Figure 6. Infectivity and particle budding of Gag mutants.

293T cells were co-transfected with equal amounts of PFV transfer vector puc2MD9, Env packaging construct pcoPE, Pol packaging construct pcoPP and various Gag packaging constructs (wt: pcziPG CLHH; V14S: pcziPG CLHH V14S; L17S: pcziPG CLHH L17S; L21S: pcziPG CLHH L21S; L17, 21S: pcziGag4 L17, 21S) or only with pUC19 (mock) as indicated. Western blot analysis of cell lysates (cell) and pelleted viral supernatants (virus) using (A) polyclonal antibodies specific for PFV-Gag (α-Gag) or (B) rabbit polyclonal antibodies specific for PFV Env-LP (α-LP).
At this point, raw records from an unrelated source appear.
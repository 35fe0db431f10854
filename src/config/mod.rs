use crate::models::UsageIntent;
use std::env;
use std::path::PathBuf;
use std::str::FromStr;
use std::time::Duration;

fn env_parse<T: FromStr>(key: &str, default: T) -> T {
    env::var(key)
        .ok()
        .and_then(|v| v.parse().ok())
        .unwrap_or(default)
}

fn env_list(key: &str, default: &[&str]) -> Vec<String> {
    env::var(key)
        .ok()
        .map(|v| {
            v.split(',')
                .map(|s| s.trim().to_lowercase())
                .filter(|s| !s.is_empty())
                .collect()
        })
        .unwrap_or_else(|| default.iter().map(|s| s.to_string()).collect())
}

/// Per-usage-intent policy thresholds. All scores are 0-100.
#[derive(Debug, Clone, PartialEq)]
pub struct PolicyRules {
    /// Nudity scores at or below this auto-approve without blurring.
    pub nudity_floor: f64,
    /// Nudity scores above this are flagged for human review. The boundary
    /// is inclusive on the approve side: a score equal to the ceiling is
    /// still blurred-approved, a score strictly above it is flagged.
    pub nudity_ceiling: f64,
    /// Explicit-pose scores above this are flagged regardless of nudity.
    pub pose_score_ceiling: f64,
    /// Keywords in the generated description that count as policy violations
    /// for this intent.
    pub banned_keywords: Vec<String>,
}

/// Policy thresholds keyed by usage intent, plus the weights of the combined
/// risk formula. Operators tune these per deployment; the policy engine never
/// reads the process environment directly.
#[derive(Debug, Clone, PartialEq)]
pub struct PolicyConfig {
    pub public_site: PolicyRules,
    pub paysite: PolicyRules,
    pub private: PolicyRules,

    /// Weight of the nudity score in the combined risk formula.
    pub nudity_weight: f64,
    /// Weight of the explicit-pose score in the combined risk formula.
    pub pose_weight: f64,
    /// Risk multiplier applied when an underage face is detected.
    pub underage_multiplier: f64,
    /// Risk multiplier applied when a face below the suspicious-age
    /// threshold (but not underage) is detected.
    pub suspicious_age_multiplier: f64,
}

impl PolicyConfig {
    pub fn rules_for(&self, intent: UsageIntent) -> &PolicyRules {
        match intent {
            UsageIntent::PublicSite => &self.public_site,
            UsageIntent::Paysite => &self.paysite,
            UsageIntent::Private => &self.private,
        }
    }

    pub fn from_env() -> Self {
        let default = Self::default();
        Self {
            public_site: PolicyRules {
                nudity_floor: env_parse(
                    "PUBLIC_SITE_NUDITY_FLOOR",
                    default.public_site.nudity_floor,
                ),
                nudity_ceiling: env_parse(
                    "PUBLIC_SITE_NUDITY_CEILING",
                    default.public_site.nudity_ceiling,
                ),
                pose_score_ceiling: env_parse(
                    "PUBLIC_SITE_POSE_CEILING",
                    default.public_site.pose_score_ceiling,
                ),
                banned_keywords: env_list("PUBLIC_SITE_BANNED_KEYWORDS", &["sexual", "explicit"]),
            },
            paysite: PolicyRules {
                nudity_floor: env_parse("PAYSITE_NUDITY_FLOOR", default.paysite.nudity_floor),
                nudity_ceiling: env_parse("PAYSITE_NUDITY_CEILING", default.paysite.nudity_ceiling),
                pose_score_ceiling: env_parse(
                    "PAYSITE_POSE_CEILING",
                    default.paysite.pose_score_ceiling,
                ),
                banned_keywords: env_list("PAYSITE_BANNED_KEYWORDS", &["illegal", "violence"]),
            },
            private: PolicyRules {
                nudity_floor: env_parse("PRIVATE_NUDITY_FLOOR", default.private.nudity_floor),
                nudity_ceiling: env_parse("PRIVATE_NUDITY_CEILING", default.private.nudity_ceiling),
                pose_score_ceiling: env_parse(
                    "PRIVATE_POSE_CEILING",
                    default.private.pose_score_ceiling,
                ),
                banned_keywords: env_list("PRIVATE_BANNED_KEYWORDS", &["illegal", "violence"]),
            },
            nudity_weight: env_parse("RISK_NUDITY_WEIGHT", default.nudity_weight),
            pose_weight: env_parse("RISK_POSE_WEIGHT", default.pose_weight),
            underage_multiplier: env_parse("RISK_UNDERAGE_MULTIPLIER", default.underage_multiplier),
            suspicious_age_multiplier: env_parse(
                "RISK_SUSPICIOUS_AGE_MULTIPLIER",
                default.suspicious_age_multiplier,
            ),
        }
    }
}

impl Default for PolicyConfig {
    fn default() -> Self {
        Self {
            public_site: PolicyRules {
                nudity_floor: 15.0,
                nudity_ceiling: 40.0,
                pose_score_ceiling: 25.0,
                banned_keywords: vec!["sexual".into(), "explicit".into()],
            },
            paysite: PolicyRules {
                nudity_floor: 85.0,
                nudity_ceiling: 95.0,
                pose_score_ceiling: 75.0,
                banned_keywords: vec!["illegal".into(), "violence".into()],
            },
            private: PolicyRules {
                nudity_floor: 90.0,
                nudity_ceiling: 100.0,
                pose_score_ceiling: 90.0,
                banned_keywords: vec!["illegal".into(), "violence".into()],
            },
            nudity_weight: 0.7,
            pose_weight: 0.3,
            underage_multiplier: 3.0,
            suspicious_age_multiplier: 1.5,
        }
    }
}

/// Service configuration for uploads, the analysis provider, callbacks and
/// storage cleanup.
#[derive(Debug, Clone)]
pub struct ModerationConfig {
    /// Root directory of the per-tenant media trees.
    pub media_root: PathBuf,

    /// Maximum upload size in bytes (default: 25 MB).
    pub max_file_size: usize,

    /// Maximum accepted image width in pixels (default: 8000).
    pub max_pixel_width: u32,

    /// Maximum accepted image height in pixels (default: 8000).
    pub max_pixel_height: u32,

    /// Lowercase extension allow-list for uploads.
    pub allowed_extensions: Vec<String>,

    /// Analysis Provider kind: "http" or "static" (default: "http").
    pub provider_kind: String,

    /// Base URL of the Analysis Provider.
    pub provider_base_url: String,

    /// Per-call provider timeout in seconds (default: 30).
    pub provider_timeout_secs: u64,

    /// Synchronous provider-call retries before recording an error verdict
    /// (default: 3).
    pub provider_max_retries: u32,

    /// Backoff base for synchronous provider retries, in milliseconds
    /// (default: 500, doubled per attempt).
    pub provider_backoff_base_ms: u64,

    /// Callback-level retry ceiling before a pending callback times out
    /// (default: 5).
    pub callback_max_retries: i32,

    /// Callback retry backoff base in seconds (default: 60, doubled per
    /// retry).
    pub retry_backoff_base_secs: u64,

    /// Callback retry backoff cap in seconds (default: 3600).
    pub retry_backoff_cap_secs: u64,

    /// Age threshold for temp/orphan reclamation in seconds (default: 24 h).
    pub cleanup_max_age_secs: u64,

    /// Interval of the background cleanup/sweep timer in seconds
    /// (default: 1 h).
    pub cleanup_interval_secs: u64,

    /// Bound on simultaneous provider calls (default: 3).
    pub max_concurrent_analyses: usize,

    /// Sigma of the gaussian blur applied to `approved_blurred` copies
    /// (default: 12.0).
    pub blur_sigma: f32,

    pub policy: PolicyConfig,
}

impl Default for ModerationConfig {
    fn default() -> Self {
        Self {
            media_root: PathBuf::from("./data/media"),
            max_file_size: 25 * 1024 * 1024,
            max_pixel_width: 8000,
            max_pixel_height: 8000,
            allowed_extensions: ["jpg", "jpeg", "png", "gif", "webp"]
                .iter()
                .map(|s| s.to_string())
                .collect(),
            provider_kind: "http".to_string(),
            provider_base_url: "http://127.0.0.1:5000".to_string(),
            provider_timeout_secs: 30,
            provider_max_retries: 3,
            provider_backoff_base_ms: 500,
            callback_max_retries: 5,
            retry_backoff_base_secs: 60,
            retry_backoff_cap_secs: 3600,
            cleanup_max_age_secs: 24 * 3600,
            cleanup_interval_secs: 3600,
            max_concurrent_analyses: 3,
            blur_sigma: 12.0,
            policy: PolicyConfig::default(),
        }
    }
}

impl ModerationConfig {
    /// Load configuration from environment variables, falling back to the
    /// documented defaults per field.
    pub fn from_env() -> Self {
        let default = Self::default();

        Self {
            media_root: env::var("MEDIA_ROOT")
                .map(PathBuf::from)
                .unwrap_or(default.media_root),
            max_file_size: env_parse("MAX_FILE_SIZE", default.max_file_size),
            max_pixel_width: env_parse("MAX_PIXEL_WIDTH", default.max_pixel_width),
            max_pixel_height: env_parse("MAX_PIXEL_HEIGHT", default.max_pixel_height),
            allowed_extensions: env_list(
                "ALLOWED_EXTENSIONS",
                &["jpg", "jpeg", "png", "gif", "webp"],
            ),
            provider_kind: env::var("ANALYSIS_PROVIDER").unwrap_or(default.provider_kind),
            provider_base_url: env::var("ANALYSIS_PROVIDER_URL")
                .unwrap_or(default.provider_base_url),
            provider_timeout_secs: env_parse("PROVIDER_TIMEOUT_SECS", default.provider_timeout_secs),
            provider_max_retries: env_parse("PROVIDER_MAX_RETRIES", default.provider_max_retries),
            provider_backoff_base_ms: env_parse(
                "PROVIDER_BACKOFF_BASE_MS",
                default.provider_backoff_base_ms,
            ),
            callback_max_retries: env_parse("CALLBACK_MAX_RETRIES", default.callback_max_retries),
            retry_backoff_base_secs: env_parse(
                "RETRY_BACKOFF_BASE_SECS",
                default.retry_backoff_base_secs,
            ),
            retry_backoff_cap_secs: env_parse(
                "RETRY_BACKOFF_CAP_SECS",
                default.retry_backoff_cap_secs,
            ),
            cleanup_max_age_secs: env_parse("CLEANUP_MAX_AGE_SECS", default.cleanup_max_age_secs),
            cleanup_interval_secs: env_parse(
                "CLEANUP_INTERVAL_SECS",
                default.cleanup_interval_secs,
            ),
            max_concurrent_analyses: env_parse(
                "MAX_CONCURRENT_ANALYSES",
                default.max_concurrent_analyses,
            ),
            blur_sigma: env_parse("BLUR_SIGMA", default.blur_sigma),
            policy: PolicyConfig::from_env(),
        }
    }

    /// Reject configurations that would make the pipeline misbehave instead
    /// of letting a bad threshold surface as a wrong verdict at runtime.
    pub fn validate(&self) -> anyhow::Result<()> {
        if self.max_file_size == 0 {
            anyhow::bail!("MAX_FILE_SIZE must be greater than zero");
        }
        if self.allowed_extensions.is_empty() {
            anyhow::bail!("ALLOWED_EXTENSIONS must not be empty");
        }
        if self.max_concurrent_analyses == 0 {
            anyhow::bail!("MAX_CONCURRENT_ANALYSES must be at least 1");
        }
        if self.retry_backoff_cap_secs < self.retry_backoff_base_secs {
            anyhow::bail!("RETRY_BACKOFF_CAP_SECS must be >= RETRY_BACKOFF_BASE_SECS");
        }
        if self.callback_max_retries < 0 {
            anyhow::bail!("CALLBACK_MAX_RETRIES must not be negative");
        }
        if self.policy.nudity_weight < 0.0 || self.policy.pose_weight < 0.0 {
            anyhow::bail!("risk weights must not be negative");
        }
        for (intent, rules) in [
            (UsageIntent::PublicSite, &self.policy.public_site),
            (UsageIntent::Paysite, &self.policy.paysite),
            (UsageIntent::Private, &self.policy.private),
        ] {
            if rules.nudity_floor > rules.nudity_ceiling {
                anyhow::bail!(
                    "{}: nudity floor {} exceeds ceiling {}",
                    intent,
                    rules.nudity_floor,
                    rules.nudity_ceiling
                );
            }
        }
        Ok(())
    }

    pub fn provider_timeout(&self) -> Duration {
        Duration::from_secs(self.provider_timeout_secs)
    }

    pub fn cleanup_max_age(&self) -> Duration {
        Duration::from_secs(self.cleanup_max_age_secs)
    }

    pub fn cleanup_interval(&self) -> Duration {
        Duration::from_secs(self.cleanup_interval_secs)
    }

    /// Exponential callback backoff: base doubled per retry, capped.
    pub fn callback_backoff(&self, retry_count: i32) -> Duration {
        let exp = retry_count.clamp(0, 20) as u32;
        let secs = self
            .retry_backoff_base_secs
            .saturating_mul(1u64 << exp)
            .min(self.retry_backoff_cap_secs);
        Duration::from_secs(secs)
    }
}

#[cfg(test)]
mod tests {
    use super::*;

    #[test]
    fn test_default_config_is_valid() {
        let config = ModerationConfig::default();
        assert!(config.validate().is_ok());
        assert_eq!(config.max_file_size, 25 * 1024 * 1024);
        assert_eq!(config.provider_timeout_secs, 30);
        assert_eq!(config.callback_max_retries, 5);
        assert_eq!(config.cleanup_max_age_secs, 24 * 3600);
        assert_eq!(config.max_concurrent_analyses, 3);
    }

    #[test]
    fn test_policy_rules_for_intents() {
        let policy = PolicyConfig::default();
        assert_eq!(
            policy.rules_for(UsageIntent::PublicSite).nudity_ceiling,
            40.0
        );
        assert_eq!(policy.rules_for(UsageIntent::Paysite).nudity_floor, 85.0);
        assert!(
            policy.rules_for(UsageIntent::Private).nudity_ceiling
                >= policy.rules_for(UsageIntent::Paysite).nudity_ceiling
        );
    }

    #[test]
    fn test_invalid_thresholds_rejected() {
        let mut config = ModerationConfig::default();
        config.policy.public_site.nudity_floor = 80.0;
        config.policy.public_site.nudity_ceiling = 40.0;
        assert!(config.validate().is_err());
    }

    #[test]
    fn test_backoff_is_capped() {
        let config = ModerationConfig::default();
        assert_eq!(config.callback_backoff(0), Duration::from_secs(60));
        assert_eq!(config.callback_backoff(1), Duration::from_secs(120));
        assert_eq!(config.callback_backoff(2), Duration::from_secs(240));
        assert_eq!(config.callback_backoff(10), Duration::from_secs(3600));
        assert_eq!(config.callback_backoff(20), Duration::from_secs(3600));
    }
}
The identity of the individual proteins is indicated on the right. (C) Relative amounts of released Gag and RT quantified from Western blots from two independent experiments (n = 2–4). (D) Relative infectivity of extracellular 293T cell culture supernatants using an eGFP marker gene transfer assay were determined 3 days post infection. The values obtained using the wild type Gag packaging vector were arbitrarily set to 100%. Absolute titres of these plain supernatants were 8.7±3.3×10⁶ EGFP ffu/ml. Means and standard deviations of three independent experiments (n = 3–6) are shown.